▶ **Exercise details**
State only how many lines below include the string "visible".

▶ **Raw data**
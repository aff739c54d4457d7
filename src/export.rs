//! Export the filtered view as JSON.
//!
//! Produces a JSON array of the entries passing the given filters, in the
//! same format `clr` reads, so an export can be reviewed again as its own
//! log file.

use anyhow::Result;
use std::path::Path;

use crate::config::Config;
use crate::dataset;
use crate::filter::{apply_filters, FilterSpec};
use crate::models::LogEntry;
use crate::store::LogStore;

/// Export filtered entries as JSON.
///
/// If `output` is `Some`, writes to that file path. Otherwise writes
/// to stdout for piping.
pub fn run_export(config: &Config, filters: &FilterSpec, output: Option<&Path>) -> Result<()> {
    let store = dataset::load_store(config)?;
    let visible: Vec<LogEntry> = apply_filters(store.entries(), filters)
        .into_iter()
        .cloned()
        .collect();

    match output {
        Some(path) => {
            dataset::save_entries(path, &visible)?;
            eprintln!(
                "Exported {} of {} entries to {}",
                visible.len(),
                store.len(),
                path.display()
            );
        }
        None => {
            println!("{}", serde_json::to_string_pretty(&visible)?);
        }
    }

    Ok(())
}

▶ **Problem solution**
4